Come per qualsiasi coppia di genitori che si separa, anche con due mamme o due papà i figli sono spesso strumentalizzati in caso di conflitto, e il consenso all’adozione è uno strumento di ricatto affilato, in cui la lama ferisce profondamente chi non ha un legame biologico. Sono centinaia i casi gestiti dai tribunali con questo tema al centro.

Il secondo problema è che le adozioni sono un percorso pensato per tutelare bambini abbandonati o in situazione di difficoltà, e non bambini che nella maggior parte dei casi sono intenzionali, pianificati, desiderati, come nel caso di figli nati da due mamme e due papà.

La procedura prevede infatti incontri con assistenti sociali, colloqui con psicologi e la volontà di rendere pubblica la vita di una famiglia: la durata è imprevedibile – va da qualche mese a qualche anno – e cambia molto a seconda del caso e della fortuna. È un percorso che molte coppie scelgono di non affrontare per questi motivi.

In una coppia di due mamme, la disparità di diritti legali su un figlio è un tema tabù: anche nei litigi più furiosi, quelli in cui prudono le mani, in cui odi chi hai di fronte anche se lo ami, in cui si dicono cose di cui ci si pente nello stesso istante, un genitore legale non scivola mai sulla disparità di diritti. In molte famiglie separate, il genitore non legale vive nel terrore di perdere il diritto di vedere i figli in caso di separazione.

Le cose cambiano ancora quando un tribunale territoriale coinvolge la Corte costituzionale, chiedendo il suo intervento.

Si tratta del caso di una coppia di mamme che abitano a Padova, e che si è separata dopo la nascita di due gemelle. La madre legale vieta ogni contatto con la madre intenzionale, che per poter vedere le figlie si rivolge al tribunale di Padova. Il loro conflitto preclude anche l’accesso alla stepchild adoption, un percorso che, come abbiamo appena visto, prevede il consenso della madre legale. In questo caso il consenso non c’è.

Il tribunale di Padova chiede l’intervento della Corte costituzionale, che il 9 marzo 2021, con la sentenza numero 32, dichiara che la questione è inammissibile, in quanto non esiste una legge nazionale che possa essere applicata al caso specifico.
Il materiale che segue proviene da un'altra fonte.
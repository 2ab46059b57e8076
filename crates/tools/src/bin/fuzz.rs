use std::collections::BTreeSet;

use anyhow::{Context, Result, ensure};
use clap::Parser;
use rand_chacha::{
    ChaCha8Rng,
    rand_core::{Rng, SeedableRng},
};
use roomgen::collaborators::{
    CatalogItemGenerator, Collaborators, FloorLabel, Party, PlayerResources, ShopStall, TurnQueue,
};
use roomgen::{Blueprint, GeneratedRoom, GeneratorConfig, HolderKind, MapGenerator, RoomKind};

#[derive(Parser)]
#[command(author, version, about, long_about = None)]
struct Args {
    #[arg(short, long, default_value_t = 42)]
    seed: u64,
    /// Independent runs, each with its own seed and settings
    #[arg(short, long, default_value_t = 200)]
    runs: u32,
    #[arg(long, default_value_t = 20)]
    rooms: u32,
}

fn choose<T: Clone>(rng: &mut ChaCha8Rng, slice: &[T]) -> T {
    let p = rng.next_u64() as usize % slice.len();
    slice[p].clone()
}

fn main() -> Result<()> {
    let args = Args::parse();

    println!(
        "Starting fuzz harness on seed {} for {} runs of {} rooms...",
        args.seed, args.runs, args.rooms
    );
    let mut rng = ChaCha8Rng::seed_from_u64(args.seed);

    for run in 0..args.runs {
        let run_seed = rng.next_u64();
        let mut config = GeneratorConfig::default();
        config.settings.ground_tiles = choose(&mut rng, &[true, false]);
        config.settings.terrain_number = choose(&mut rng, &[0, 1, 2]);
        config.settings.map_difficulty = choose(&mut rng, &[0, 2, 5, 40]);
        config.settings.enemy_difficulty = choose(&mut rng, &[0, 3, 8, 30]);
        let party_size = choose(&mut rng, &[1, 3, 5]);

        fuzz_run(run_seed, config, party_size, args.rooms)
            .with_context(|| format!("run {run} (seed {run_seed})"))?;
    }

    println!("Fuzzing completed successfully.");
    Ok(())
}

fn fuzz_run(run_seed: u64, config: GeneratorConfig, party_size: usize, rooms: u32) -> Result<()> {
    let mut generator = MapGenerator::new(run_seed, config, Blueprint::demo_set())
        .context("generator rejected its setup")?;

    let mut turn_queue = TurnQueue::default();
    let mut shop = ShopStall::default();
    let mut items = CatalogItemGenerator::default();
    let resources = PlayerResources {
        action_points: 0,
        action_points_start: 5,
        mana_points: 0,
        mana_points_cap: 7,
    };
    let mut party = Party::new(party_size, resources);
    let mut label = FloorLabel::default();
    let mut collaborators = Collaborators {
        turn_order: &mut turn_queue,
        shop: &mut shop,
        items: &mut items,
        roster: &mut party,
        display: &mut label,
    };

    let room = generator.start(&mut collaborators);
    check_room(&room, &generator, party_size).context("opening room")?;

    for step in 0..rooms {
        generator.request_regeneration();
        let room = generator
            .update(&mut collaborators)
            .with_context(|| format!("step {step} did not regenerate"))?;
        check_room(&room, &generator, party_size).with_context(|| format!("step {step}"))?;
    }
    Ok(())
}

fn check_room(room: &GeneratedRoom, generator: &MapGenerator, party_size: usize) -> Result<()> {
    let config = generator.config();
    let catalog = &config.catalog;
    let progression = generator.progression();
    let holders = generator.holders();

    // Every decoded cell holds at most one non-ground placement.
    let mut occupied = BTreeSet::new();
    for placement in &room.placements {
        if placement.archetype.starts_with("ground_") {
            continue;
        }
        ensure!(
            occupied.insert(placement.pos),
            "two placements share {:?} ({})",
            placement.pos,
            placement.archetype
        );
    }

    let max_value = catalog
        .enemy_tiers
        .iter()
        .flat_map(|tier| tier.enemies.iter().map(|enemy| enemy.value))
        .max()
        .unwrap_or(0);
    ensure!(
        room.enemy_value_spent < progression.enemy_difficulty + max_value,
        "enemy value {} overshot budget {}",
        room.enemy_value_spent,
        progression.enemy_difficulty
    );

    let hazard = &catalog.dangerous_terrains[config.settings.terrain_number];
    let hazards = room.count_of(hazard);
    ensure!(hazards as u32 <= progression.map_difficulty, "{hazards} hazards exceed map difficulty");

    let holder_total: usize = HolderKind::ALL.iter().map(|&kind| holders.child_count(kind)).sum();
    ensure!(
        holder_total == room.placements.len() + room.items.len(),
        "holders own {holder_total} entities but the room reports {}",
        room.placements.len() + room.items.len()
    );

    if room.room_kind == RoomKind::Shop {
        ensure!(room.map_index == 0, "shop room built from blueprint {}", room.map_index);
        ensure!(room.room_index == 0, "shop room at index {}", room.room_index);
    }
    ensure!(room.unplaced_characters <= party_size, "more unplaced characters than the party");
    Ok(())
}
use std::path::PathBuf;

use anyhow::{Context, Result};
use clap::Parser;
use log::info;
use roomgen::collaborators::{
    CatalogItemGenerator, Collaborators, FloorLabel, Party, PlayerResources, ShopStall, TurnQueue,
};
use roomgen::{
    Blueprint, GeneratedRoom, GeneratorConfig, HolderKind, MapGenerator, OwnershipHolders,
};
use serde::Serialize;

#[derive(Parser)]
#[command(author, version, about, long_about = None)]
struct Args {
    /// Generator config JSON; the built-in catalog is used when omitted
    #[arg(short, long)]
    config: Option<PathBuf>,
    /// Blueprint PNGs, shop room first; the demo set is used when omitted
    #[arg(short, long)]
    blueprint: Vec<PathBuf>,
    #[arg(short, long, default_value_t = 42)]
    seed: u64,
    /// Rooms to generate after the opening shop
    #[arg(short, long, default_value_t = 6)]
    rooms: u32,
    #[arg(short, long, default_value_t = 3)]
    party: usize,
    /// Print one JSON object per room instead of text
    #[arg(long)]
    json: bool,
    /// Write the effective config to this path and exit
    #[arg(long)]
    write_config: Option<PathBuf>,
}

#[derive(Serialize)]
struct RoomSummary<'a> {
    label: &'a str,
    floor: u32,
    room: i32,
    map_index: usize,
    flip_x: bool,
    flip_y: bool,
    borders: usize,
    terrain: usize,
    enemies: usize,
    objects: usize,
    enemy_value: u32,
    unplaced_characters: usize,
    fingerprint: u64,
    holders_hash: u64,
}

impl<'a> RoomSummary<'a> {
    fn new(room: &'a GeneratedRoom, holders: &OwnershipHolders) -> Self {
        Self {
            label: &room.label,
            floor: room.floor_index,
            room: room.room_index,
            map_index: room.map_index,
            flip_x: room.mirror.flip_x,
            flip_y: room.mirror.flip_y,
            borders: holders.child_count(HolderKind::Borders),
            terrain: holders.child_count(HolderKind::Terrain),
            enemies: holders.child_count(HolderKind::Enemies),
            objects: holders.child_count(HolderKind::Objects),
            enemy_value: room.enemy_value_spent,
            unplaced_characters: room.unplaced_characters,
            fingerprint: room.fingerprint(),
            holders_hash: holders.snapshot_hash(),
        }
    }
}

fn main() -> Result<()> {
    env_logger::init();
    let args = Args::parse();

    let config = match &args.config {
        Some(path) => GeneratorConfig::load(path)
            .with_context(|| format!("Failed to load config: {}", path.display()))?,
        None => GeneratorConfig::default(),
    };

    if let Some(path) = &args.write_config {
        config
            .write_atomic(path)
            .with_context(|| format!("Failed to write config: {}", path.display()))?;
        println!("Config written to {}", path.display());
        return Ok(());
    }

    let blueprints = if args.blueprint.is_empty() {
        Blueprint::demo_set()
    } else {
        args.blueprint
            .iter()
            .map(|path| {
                Blueprint::load_png(path)
                    .with_context(|| format!("Failed to load blueprint: {}", path.display()))
            })
            .collect::<Result<Vec<_>>>()?
    };
    info!("loaded {} blueprints", blueprints.len());

    let mut generator = MapGenerator::new(args.seed, config, blueprints)
        .context("Generator setup rejected the config")?;

    let mut turn_queue = TurnQueue::default();
    let mut shop = ShopStall::default();
    let mut items = CatalogItemGenerator::default();
    let resources = PlayerResources {
        action_points: 6,
        action_points_start: 6,
        mana_points: 0,
        mana_points_cap: 10,
    };
    let mut party = Party::new(args.party, resources);
    let mut label = FloorLabel::default();
    let mut collaborators = Collaborators {
        turn_order: &mut turn_queue,
        shop: &mut shop,
        items: &mut items,
        roster: &mut party,
        display: &mut label,
    };

    let room = generator.start(&mut collaborators);
    report(&room, generator.holders(), args.json)?;
    for _ in 0..args.rooms {
        generator.request_regeneration();
        if let Some(room) = generator.update(&mut collaborators) {
            report(&room, generator.holders(), args.json)?;
        }
    }

    Ok(())
}

fn report(room: &GeneratedRoom, holders: &OwnershipHolders, json: bool) -> Result<()> {
    let summary = RoomSummary::new(room, holders);
    if json {
        println!("{}", serde_json::to_string(&summary).context("Failed to encode room summary")?);
        return Ok(());
    }

    let label = if summary.label.is_empty() { "(opening shop)" } else { summary.label };
    println!(
        "{label:<14} map {} flip ({}, {}) | borders {} terrain {} enemies {} objects {} | enemy value {} | hash {:016x}/{:016x}",
        summary.map_index,
        summary.flip_x,
        summary.flip_y,
        summary.borders,
        summary.terrain,
        summary.enemies,
        summary.objects,
        summary.enemy_value,
        summary.fingerprint,
        summary.holders_hash
    );
    if summary.unplaced_characters > 0 {
        println!("  {} characters had no player spawn point", summary.unplaced_characters);
    }
    Ok(())
}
Ma afferma una cosa che ancora non ha detto nessuno, e che lancia un messaggio politico chiaro a favore delle coppie omogenitoriali: invita il Parlamento a provvedere con urgenza con una legge specifica. Lo fa con parole severe: un’inerzia troppo prolungata da parte del Parlamento non verrà tollerata.

Ma anche dopo la sentenza di apertura della Corte costituzionale (che viene festeggiata con grande ottimismo dalle famiglie omogenitoriali), la corte di Cassazione non cambia linea.

Su tutti i casi che arrivano dai tribunali e dalle corti di appello, l’Italia mantiene la linea del no ai riconoscimenti alla nascita. Per questo motivo, la maggior parte dei Comuni italiani, incluso quello di Fiumicino, continua a tenere sospese le registrazioni.
Considerando questa costanza e direzione nelle sentenze di massimo grado, quando dobbiamo decidere se salire un altro gradino della scala della giustizia o accettare la sentenza di primo grado, scegliamo di iniziare un percorso di adozione, un percorso battuto, e di non portare avanti la battaglia legale. Non è una scelta facile, perché vuol dire arrendersi e scegliere di non credere che la giustizia ordinaria prevista dal sistema italiano possa tutelarci.

Non sempre una famiglia sceglie di salire la scala della giustizia fino in cima. Passare al grado di giudizio successivo non costa solo economicamente, ma anche dal punto di vista emotivo. Perdere un diritto con una sentenza fa sentire vulnerabili, esposti, tristi.